Als Wilhelm seine blutigen Kleider ansah, fragte er mit gebrochener Stimme, was ihm und den andern begegnet? Philine bat ihn ruhig zu bleiben, die übrigen, sagte sie, seien alle in Sicherheit, und niemand als er und Laertes verwundet, weiter wollte sie nichts erzählen, und bat ihn nur immer inständig sich zu beruhigen, weil sie befürchten müsse, seine Wunden mögten wieder aufbrechen, die nun noch schlecht verbunden seien. Er reichte Mignon die Hand, und erkundigte sich nach der Ursache der blutigen Locken des Kindes.

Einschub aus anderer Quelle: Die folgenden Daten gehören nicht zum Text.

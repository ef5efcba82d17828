//! Logging utilities for altergen
//!
//! This module provides logging setup and configuration.

use std::fs::File;
use std::path::Path;
use tracing::Level;
use tracing_subscriber::{fmt, EnvFilter};

use crate::config::LoggingConfig;
use crate::error::{Error, Result};

/// Initialize logging based on configuration
pub fn init_logging(config: &Option<LoggingConfig>) -> Result<()> {
    let config = match config {
        Some(cfg) => cfg,
        None => return Ok(()), // No logging configuration, use defaults
    };

    // Parse log level
    let level = match config.level.to_lowercase().as_str() {
        "trace" => Level::TRACE,
        "debug" => Level::DEBUG,
        "info" => Level::INFO,
        "warn" => Level::WARN,
        "error" => Level::ERROR,
        _ => Level::INFO, // Default to INFO
    };

    let env_filter = EnvFilter::from_default_env().add_directive(
        format!("altergen={}", level)
            .parse()
            .map_err(|e: tracing_subscriber::filter::ParseError| {
                Error::ConfigError(e.to_string())
            })?,
    );

    if let Some(file_path) = &config.file {
        // Ensure directory exists
        if let Some(parent) = Path::new(file_path).parent() {
            std::fs::create_dir_all(parent)?;
        }

        let file = File::create(file_path)?;

        if config.format.to_lowercase() == "json" {
            let subscriber = fmt::Subscriber::builder()
                .json()
                .with_env_filter(env_filter)
                .with_writer(file)
                .finish();

            tracing::subscriber::set_global_default(subscriber)
                .map_err(|e| Error::ConfigError(e.to_string()))?;
        } else {
            let subscriber = fmt::Subscriber::builder()
                .with_env_filter(env_filter)
                .with_writer(file)
                .finish();

            tracing::subscriber::set_global_default(subscriber)
                .map_err(|e| Error::ConfigError(e.to_string()))?;
        }
    } else if config.stdout {
        if config.format.to_lowercase() == "json" {
            let subscriber = fmt::Subscriber::builder()
                .json()
                .with_env_filter(env_filter)
                .finish();

            tracing::subscriber::set_global_default(subscriber)
                .map_err(|e| Error::ConfigError(e.to_string()))?;
        } else {
            let subscriber = fmt::Subscriber::builder()
                .with_env_filter(env_filter)
                .finish();

            tracing::subscriber::set_global_default(subscriber)
                .map_err(|e| Error::ConfigError(e.to_string()))?;
        }
    }

    Ok(())
}
use serde::{Deserialize, Serialize};
use uuid::Uuid;
use chrono::{DateTime, Utc};
use sqlx::FromRow;

/// Listings are owned by the marketplace CRUD side of the application.
/// The booking core reads them for the nightly price and display fields.
#[derive(Debug, Serialize, Deserialize, FromRow, Clone)]
pub struct Listing {
    pub id: String,
    pub owner_id: String,
    pub title: String,
    pub location: String,
    pub price: i64,
    pub created_at: DateTime<Utc>,
}

impl Listing {
    pub fn new(owner_id: String, title: String, location: String, price: i64) -> Self {
        Self {
            id: Uuid::new_v4().to_string(),
            owner_id,
            title,
            location,
            price,
            created_at: Utc::now(),
        }
    }
}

Als ihn dieses gutherzige Geschöpf verwundet sah, und nichts um sich fand womit es das Blut hätte stillen können, hatte es seine Haare genommen, um die Wunden seines Herrn und Vaters damit auszustopfen, hatte aber bald von dem vergeblichen Unternehmen abstehen müssen. Nachher verband man ihn mit Schwamm und Moos. Philine hatte dazu Halstuch und Schürze hergegeben.

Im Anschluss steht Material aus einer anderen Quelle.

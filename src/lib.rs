pub mod api;
pub mod background;
pub mod config;
pub mod domain;
pub mod error;
pub mod infra;
pub mod state;

use crate::background::start_reconciliation_worker;
use crate::config::Config;
use crate::infra::factory::bootstrap_state;
use api::router::create_router;
use std::sync::Arc;
use tracing::info;
use tracing_appender::non_blocking::WorkerGuard;
use tracing_subscriber::{layer::SubscriberExt, util::SubscriberInitExt, EnvFilter, Layer};

pub fn init_logging() -> WorkerGuard {
    let file_appender = tracing_appender::rolling::daily("./logs", "rental-service.log");
    let (non_blocking, guard) = tracing_appender::non_blocking(file_appender);

    let file_layer = tracing_subscriber::fmt::layer()
        .with_target(true)
        .json()
        .with_writer(non_blocking)
        .with_filter(EnvFilter::new("info,rental_backend=debug"));

    let stdout_layer = tracing_subscriber::fmt::layer()
        .pretty()
        .with_target(false)
        .with_filter(EnvFilter::try_from_default_env().unwrap_or_else(|_| "info".into()));

    tracing_subscriber::registry()
        .with(stdout_layer)
        .with(file_layer)
        .init();

    info!("Logging initialized. Writing JSON logs to ./logs/");
    guard
}

pub async fn run() {
    let _guard = init_logging();

    let config = Config::from_env();
    let state = bootstrap_state(&config).await;
    let state_arc = Arc::new(state);

    let worker_state = state_arc.clone();
    tokio::spawn(async move {
        start_reconciliation_worker(worker_state).await;
    });

    let app = create_router(state_arc);

    let listener = tokio::net::TcpListener::bind(format!("0.0.0.0:{}", config.port))
        .await
        .expect("Failed to bind server port");

    info!("Server running on port {}", config.port);
    axum::serve(listener, app).await.expect("Server error");
}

Wilhelm bemerkte, daß Philine mit dem Rücken gegen ihren Koffer saß, der noch ganz wohl verschlossen und unbeschädigt aussah, er fragte ob die andern auch so glücklich gewesen ihre Habseligkeiten zu erhalten? Sie beantwortete diese Frage mit Achselzucken, und einem Blick auf die Wiese, wo zerbrochene Kasten, zerschlagene Koffers, zerschnittene Mantelsäcke, und eine Menge kleiner Gerätschaften zerstreut hin und wieder lagen. Von Menschen war der Platz leer, und die wunderliche Gruppe die wir beschrieben haben, fand sich in dieser Einsamkeit allein.

Wilhelm erfuhr nun immer mehr, als er wissen wollte. Die noch Widerstand hätten tun können waren leicht in Schröcken gesetzt, und überwältigt, ein Teil floh, ein Teil sah mit Entsetzen dem Unfalle zu, die Fuhrleute die sich noch wegen ihrer Pferde an wackersten gehalten, waren zuletzt auch außer Stande sich zu wehren, in kurzem war alles rein ausgeplündert und weggeschleppt. Die beängstigten Reisenden die, sobald die Sorge vor ihr Leben vorüber war, über ihren Verlust zu jammern anfingen, eilten mit möglichster Geschwindigkeit dem benachbarten Dorfe zu, führten den leichtverwundeten Laertes mit sich, und brachten nur wenige Trümmer ihrer Schätze davon. Der Harfner hatte sein beschädigtes Instrument an einen Baum gelehnt, und war mit nach dem Orte geeilt einen Wundarzt aufzusuchen, um seinen für tot zurückgelassenen Wohltäter nach Möglichkeit bei zu springen.